▶ _Task_: In how many lines of the records does the word "info" appear? Reply with the number and nothing else.

· · · ·

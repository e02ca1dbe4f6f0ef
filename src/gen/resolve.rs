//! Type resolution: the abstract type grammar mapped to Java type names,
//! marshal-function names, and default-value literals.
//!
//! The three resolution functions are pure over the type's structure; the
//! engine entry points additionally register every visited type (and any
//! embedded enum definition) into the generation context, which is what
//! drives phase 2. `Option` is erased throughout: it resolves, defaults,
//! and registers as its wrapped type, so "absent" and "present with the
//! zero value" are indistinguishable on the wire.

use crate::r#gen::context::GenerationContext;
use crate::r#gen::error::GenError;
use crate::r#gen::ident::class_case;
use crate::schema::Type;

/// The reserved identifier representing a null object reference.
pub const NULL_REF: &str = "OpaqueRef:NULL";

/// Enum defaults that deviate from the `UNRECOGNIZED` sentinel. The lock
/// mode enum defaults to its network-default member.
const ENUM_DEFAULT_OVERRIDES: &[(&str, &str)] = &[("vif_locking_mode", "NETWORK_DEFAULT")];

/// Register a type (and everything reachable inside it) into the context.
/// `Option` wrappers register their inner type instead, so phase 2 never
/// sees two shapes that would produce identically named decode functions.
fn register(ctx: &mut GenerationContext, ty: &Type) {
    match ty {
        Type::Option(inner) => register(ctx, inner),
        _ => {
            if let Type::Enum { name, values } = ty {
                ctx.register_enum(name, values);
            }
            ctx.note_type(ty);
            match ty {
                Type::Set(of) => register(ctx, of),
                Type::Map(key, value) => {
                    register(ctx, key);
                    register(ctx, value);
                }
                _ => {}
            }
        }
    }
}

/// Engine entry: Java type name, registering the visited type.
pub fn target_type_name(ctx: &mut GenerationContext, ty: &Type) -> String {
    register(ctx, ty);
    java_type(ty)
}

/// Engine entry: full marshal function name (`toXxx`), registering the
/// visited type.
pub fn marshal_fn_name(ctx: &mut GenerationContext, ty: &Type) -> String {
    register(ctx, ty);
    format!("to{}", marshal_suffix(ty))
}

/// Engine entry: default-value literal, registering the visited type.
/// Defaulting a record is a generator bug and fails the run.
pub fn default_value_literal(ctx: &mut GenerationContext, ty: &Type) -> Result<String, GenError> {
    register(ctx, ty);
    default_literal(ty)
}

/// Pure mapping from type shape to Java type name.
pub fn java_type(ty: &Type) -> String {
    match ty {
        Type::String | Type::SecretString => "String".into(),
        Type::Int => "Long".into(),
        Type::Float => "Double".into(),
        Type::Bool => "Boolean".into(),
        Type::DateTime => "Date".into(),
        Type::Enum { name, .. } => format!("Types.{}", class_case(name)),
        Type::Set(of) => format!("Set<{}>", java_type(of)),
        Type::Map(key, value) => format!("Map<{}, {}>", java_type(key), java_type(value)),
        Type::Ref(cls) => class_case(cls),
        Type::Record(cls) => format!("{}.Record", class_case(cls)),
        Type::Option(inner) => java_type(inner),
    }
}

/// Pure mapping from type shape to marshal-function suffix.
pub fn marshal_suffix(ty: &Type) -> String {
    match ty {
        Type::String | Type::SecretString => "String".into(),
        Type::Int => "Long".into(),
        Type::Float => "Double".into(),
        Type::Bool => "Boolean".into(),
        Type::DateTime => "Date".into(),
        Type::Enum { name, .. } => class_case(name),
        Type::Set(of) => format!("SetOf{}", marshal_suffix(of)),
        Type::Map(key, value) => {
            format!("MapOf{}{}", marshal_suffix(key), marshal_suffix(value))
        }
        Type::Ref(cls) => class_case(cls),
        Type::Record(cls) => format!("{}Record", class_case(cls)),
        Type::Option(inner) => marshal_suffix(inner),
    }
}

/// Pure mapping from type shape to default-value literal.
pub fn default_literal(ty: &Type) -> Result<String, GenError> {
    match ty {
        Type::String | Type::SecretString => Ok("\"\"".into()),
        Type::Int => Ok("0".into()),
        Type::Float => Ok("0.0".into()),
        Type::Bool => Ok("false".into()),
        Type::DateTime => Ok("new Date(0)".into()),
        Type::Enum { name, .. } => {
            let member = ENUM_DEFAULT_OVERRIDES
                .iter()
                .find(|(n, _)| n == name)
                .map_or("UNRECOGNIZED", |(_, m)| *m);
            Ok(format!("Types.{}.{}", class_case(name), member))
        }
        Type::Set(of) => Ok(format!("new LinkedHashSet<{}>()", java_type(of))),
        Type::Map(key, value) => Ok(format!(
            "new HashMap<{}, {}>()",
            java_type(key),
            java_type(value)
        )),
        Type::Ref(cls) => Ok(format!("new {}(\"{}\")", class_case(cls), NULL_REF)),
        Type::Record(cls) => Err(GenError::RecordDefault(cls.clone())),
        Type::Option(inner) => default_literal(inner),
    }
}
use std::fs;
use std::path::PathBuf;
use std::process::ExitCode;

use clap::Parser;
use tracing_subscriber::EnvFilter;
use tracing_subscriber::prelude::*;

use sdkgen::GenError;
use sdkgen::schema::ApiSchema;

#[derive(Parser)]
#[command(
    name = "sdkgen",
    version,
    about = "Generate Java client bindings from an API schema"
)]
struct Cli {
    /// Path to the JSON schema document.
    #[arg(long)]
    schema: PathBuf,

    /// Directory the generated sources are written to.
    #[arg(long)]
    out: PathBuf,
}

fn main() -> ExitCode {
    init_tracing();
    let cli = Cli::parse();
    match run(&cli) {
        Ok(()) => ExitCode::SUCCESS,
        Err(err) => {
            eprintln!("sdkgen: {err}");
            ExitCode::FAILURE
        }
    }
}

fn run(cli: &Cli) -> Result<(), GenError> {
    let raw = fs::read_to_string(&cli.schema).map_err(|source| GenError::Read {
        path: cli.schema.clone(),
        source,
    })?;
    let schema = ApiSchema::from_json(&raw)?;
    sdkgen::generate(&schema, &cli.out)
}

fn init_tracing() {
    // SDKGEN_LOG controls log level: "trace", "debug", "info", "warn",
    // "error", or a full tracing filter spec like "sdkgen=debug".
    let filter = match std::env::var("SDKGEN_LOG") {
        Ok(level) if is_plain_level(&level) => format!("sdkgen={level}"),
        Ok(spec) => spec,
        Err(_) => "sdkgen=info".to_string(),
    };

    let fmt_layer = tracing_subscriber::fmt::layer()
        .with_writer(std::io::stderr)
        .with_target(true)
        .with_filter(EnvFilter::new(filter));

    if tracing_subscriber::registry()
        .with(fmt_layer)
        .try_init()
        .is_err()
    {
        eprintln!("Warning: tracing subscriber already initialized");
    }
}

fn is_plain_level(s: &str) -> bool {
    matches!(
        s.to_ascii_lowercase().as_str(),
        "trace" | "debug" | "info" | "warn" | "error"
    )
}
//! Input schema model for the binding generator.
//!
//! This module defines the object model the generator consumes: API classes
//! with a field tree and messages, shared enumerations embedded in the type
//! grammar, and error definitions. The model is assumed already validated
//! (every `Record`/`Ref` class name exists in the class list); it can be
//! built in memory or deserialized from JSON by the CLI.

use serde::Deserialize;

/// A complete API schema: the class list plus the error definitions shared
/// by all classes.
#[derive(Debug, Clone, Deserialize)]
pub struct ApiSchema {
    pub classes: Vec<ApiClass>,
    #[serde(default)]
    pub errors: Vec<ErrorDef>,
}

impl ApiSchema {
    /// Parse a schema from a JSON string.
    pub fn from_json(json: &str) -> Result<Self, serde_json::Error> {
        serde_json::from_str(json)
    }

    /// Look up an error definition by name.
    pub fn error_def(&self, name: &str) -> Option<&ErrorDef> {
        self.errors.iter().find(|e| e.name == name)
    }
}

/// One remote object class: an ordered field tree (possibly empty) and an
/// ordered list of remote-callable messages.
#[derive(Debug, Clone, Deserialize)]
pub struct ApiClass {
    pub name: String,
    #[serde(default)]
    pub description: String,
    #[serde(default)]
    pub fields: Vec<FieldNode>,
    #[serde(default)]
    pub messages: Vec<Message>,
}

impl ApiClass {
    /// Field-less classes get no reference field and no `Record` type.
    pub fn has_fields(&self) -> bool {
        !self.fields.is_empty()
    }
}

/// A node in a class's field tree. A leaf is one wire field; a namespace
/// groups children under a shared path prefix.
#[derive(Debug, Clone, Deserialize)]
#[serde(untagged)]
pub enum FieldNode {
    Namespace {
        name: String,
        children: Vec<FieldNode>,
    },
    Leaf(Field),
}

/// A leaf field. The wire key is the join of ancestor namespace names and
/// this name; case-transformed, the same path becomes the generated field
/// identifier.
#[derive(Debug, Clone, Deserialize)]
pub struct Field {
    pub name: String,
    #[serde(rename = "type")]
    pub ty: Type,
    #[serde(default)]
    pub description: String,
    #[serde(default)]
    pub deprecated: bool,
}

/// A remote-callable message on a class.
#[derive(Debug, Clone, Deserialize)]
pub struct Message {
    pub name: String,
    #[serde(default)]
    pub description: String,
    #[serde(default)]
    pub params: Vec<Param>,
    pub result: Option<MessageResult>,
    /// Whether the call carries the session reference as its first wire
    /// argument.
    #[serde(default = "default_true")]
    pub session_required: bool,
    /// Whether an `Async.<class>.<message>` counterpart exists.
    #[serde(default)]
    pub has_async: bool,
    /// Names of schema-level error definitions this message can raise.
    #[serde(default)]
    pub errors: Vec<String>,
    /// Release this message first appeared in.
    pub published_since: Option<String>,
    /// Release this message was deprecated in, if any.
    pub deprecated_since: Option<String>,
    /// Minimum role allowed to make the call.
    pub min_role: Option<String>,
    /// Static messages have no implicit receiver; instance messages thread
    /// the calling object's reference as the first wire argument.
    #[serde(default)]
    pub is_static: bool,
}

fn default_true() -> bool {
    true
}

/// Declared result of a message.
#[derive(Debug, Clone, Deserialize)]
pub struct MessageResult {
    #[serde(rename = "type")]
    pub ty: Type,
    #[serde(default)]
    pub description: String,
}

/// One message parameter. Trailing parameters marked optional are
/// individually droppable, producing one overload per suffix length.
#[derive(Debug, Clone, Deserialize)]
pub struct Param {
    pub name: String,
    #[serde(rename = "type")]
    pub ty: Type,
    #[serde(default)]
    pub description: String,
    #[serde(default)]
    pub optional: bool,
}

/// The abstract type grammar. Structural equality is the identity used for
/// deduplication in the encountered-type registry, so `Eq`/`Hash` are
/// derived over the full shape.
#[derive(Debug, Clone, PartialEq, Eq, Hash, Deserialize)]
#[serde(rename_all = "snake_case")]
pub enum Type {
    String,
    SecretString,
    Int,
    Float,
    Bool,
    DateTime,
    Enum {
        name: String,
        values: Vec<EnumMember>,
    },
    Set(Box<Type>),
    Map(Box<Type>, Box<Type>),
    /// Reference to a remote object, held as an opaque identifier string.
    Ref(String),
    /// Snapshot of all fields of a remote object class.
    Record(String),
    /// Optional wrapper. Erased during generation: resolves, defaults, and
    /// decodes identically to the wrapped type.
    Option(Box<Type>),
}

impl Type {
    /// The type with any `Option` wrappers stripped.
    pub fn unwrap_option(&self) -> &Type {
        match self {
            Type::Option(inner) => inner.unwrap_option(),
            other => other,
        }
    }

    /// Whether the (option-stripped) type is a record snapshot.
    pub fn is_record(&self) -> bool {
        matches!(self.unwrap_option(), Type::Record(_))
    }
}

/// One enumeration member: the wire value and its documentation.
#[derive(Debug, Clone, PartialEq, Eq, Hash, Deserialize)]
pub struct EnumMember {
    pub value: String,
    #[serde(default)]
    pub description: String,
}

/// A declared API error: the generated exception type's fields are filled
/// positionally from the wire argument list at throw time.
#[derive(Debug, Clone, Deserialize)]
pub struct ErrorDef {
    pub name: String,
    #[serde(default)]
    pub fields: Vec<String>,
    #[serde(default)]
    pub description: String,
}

· · · ·

▶ _Exercise answer_: 3